Христианская установка «Ипатии» еще более рельефно выступает при литературном анализе двух других персонажей романа, созданных Кингсли так же свободно, как Рафаэль. Разлученные брат и сестра – Филимон и Пелагия также живые показатели морального торжества христианства. Филимон из молодого анахорета делается сподвижником Ипатии только для того, чтобы, впитав в себя частичку эллинской мудрости, обнаружить тлен и безумие без христианской веры. Замкнутый аристократизм Ипатии, когда она говорит об его падшей сестре, и участь самой Ипатии гонят его обратно в пустыню. Здесь Кингсли снова наносит удар своей главной героине. Иначе он относится к Пелагии. Пелагия, эта антитеза Ипатии, это настоящая служительница Афродиты «народной», если придерживаться платоновской терминологии, не найдя своего спасения у почитательницы Афродиты «небесной», при помощи не вполне раскрытой читателю благодати находит свое блаженство в той же пустыне, где и брат. Грильпарцер[3] в одном разговоре с Бетховеном говорит, что женщина – либо «дух без тела», либо «тело без духа». Кингсли создал с известными оговорками своих двух героинь по этому рецепту. И что удивительно, – никто из литературных критиков не заметил того, что «тело без духа» победило «дух без тела». В романе Кингсли беспутная Пелагия такая же победительница мудрой Ипатии, как и Рафаэль, – это воспроизведение мудрости Екклезиаста в сочетании с философией упадочного эллинизма. «Галилеянин победил» и распутство плоти и распутство духа. В этом внутренний смысл романа Кингсли и торжество благовоспитанного и благонамеренного английского епископа.
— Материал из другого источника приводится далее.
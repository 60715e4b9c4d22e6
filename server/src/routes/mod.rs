use axum::routing::{get, post};
use axum::Router;
use tower_http::trace::TraceLayer;

use crate::config::{create_cors_layer, create_security_headers_layer, Config};
use crate::handlers::{
    create_event, get_event, health_check, index, issue_token, list_events, update_event,
};
use crate::state::AppState;

pub fn create_routes(state: AppState, config: &Config) -> Router {
    Router::new()
        .route("/health", get(health_check))
        .route("/api", get(index))
        .route("/api/events", get(list_events).post(create_event))
        .route("/api/events/:id", get(get_event).put(update_event))
        .route("/oauth/token", post(issue_token))
        .with_state(state)
        .layer(TraceLayer::new_for_http())
        .layer(create_security_headers_layer(config.production))
        .layer(create_cors_layer(&config.cors_allowed_origins))
}
pub mod auth;
pub mod config;
pub mod handlers;
pub mod models;
pub mod repository;
pub mod routes;
pub mod state;
pub mod utils;
pub mod validation;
Идеалистическое построение романа Кингсли совершенно не дает ответа на самый существенный вопрос романа – почему же, в конце концов, христианство в лице самых различных своих представителей, от антипатичного автору Кирилла до любимого им Синезия, оказывается победителем в борьбе с гибнущей греко-римской культурой? Если отказаться от теории божественного происхождения христианской религии, то само христианство окажется составной частью той же греко-римской культуры. Поэтому победа христианства была обусловлена не тем, что в некоторых конкретных своих проявлениях и в своем основном учении оно содержало в себе истину, как уже по своему званию предполагал священник Кингсли, а его большей приспособленностью к социальным условиям того времени. Антагонизмы эпохи разложения Римской империи имели такой характер, что греко-римские и восточные культы неминуемо должны были уступить место победоносной христианской церкви.
Полное небрежение к социальному фактору составляет основной порок «Ипатии». Рабы, мелкие производители города и деревни подвергались жесточайшей эксплуатации со стороны римских рабовладельцев и ростовщиков. Тогда явилось христианство, серьезно отнеслось к наказаниям и награде на том свете, создав небо и ад, и таким образом найден был выход. Естественно может появиться вопрос, почему же именно христианство оказалось этим «выходом», а не какая-либо другая синкретическая религия поздней античности, как, например, столь популярный культ Изиды[4] или бывшей во второй половине III века н. э. серьезным соперником христианства иранский культ Непобедимого Солнца, Митры?
Любая религия древности, несмотря на всю свою «интернационализацию» в эпоху эллинизма и Римской империи, не могла окончательно перерезать пуповину, связывавшую ее с определенной народностью. Даже процесс слияния различных религиозных форм, известный под именем синкретизма, не мог вытравить из религий поздней античности их специфических национальных черт. Только христианство, возникшее в эпоху всеобщего имперского смешения и уравнения всех во всеобщем бесправии, могло с полным правом претендовать на подлинную универсальность.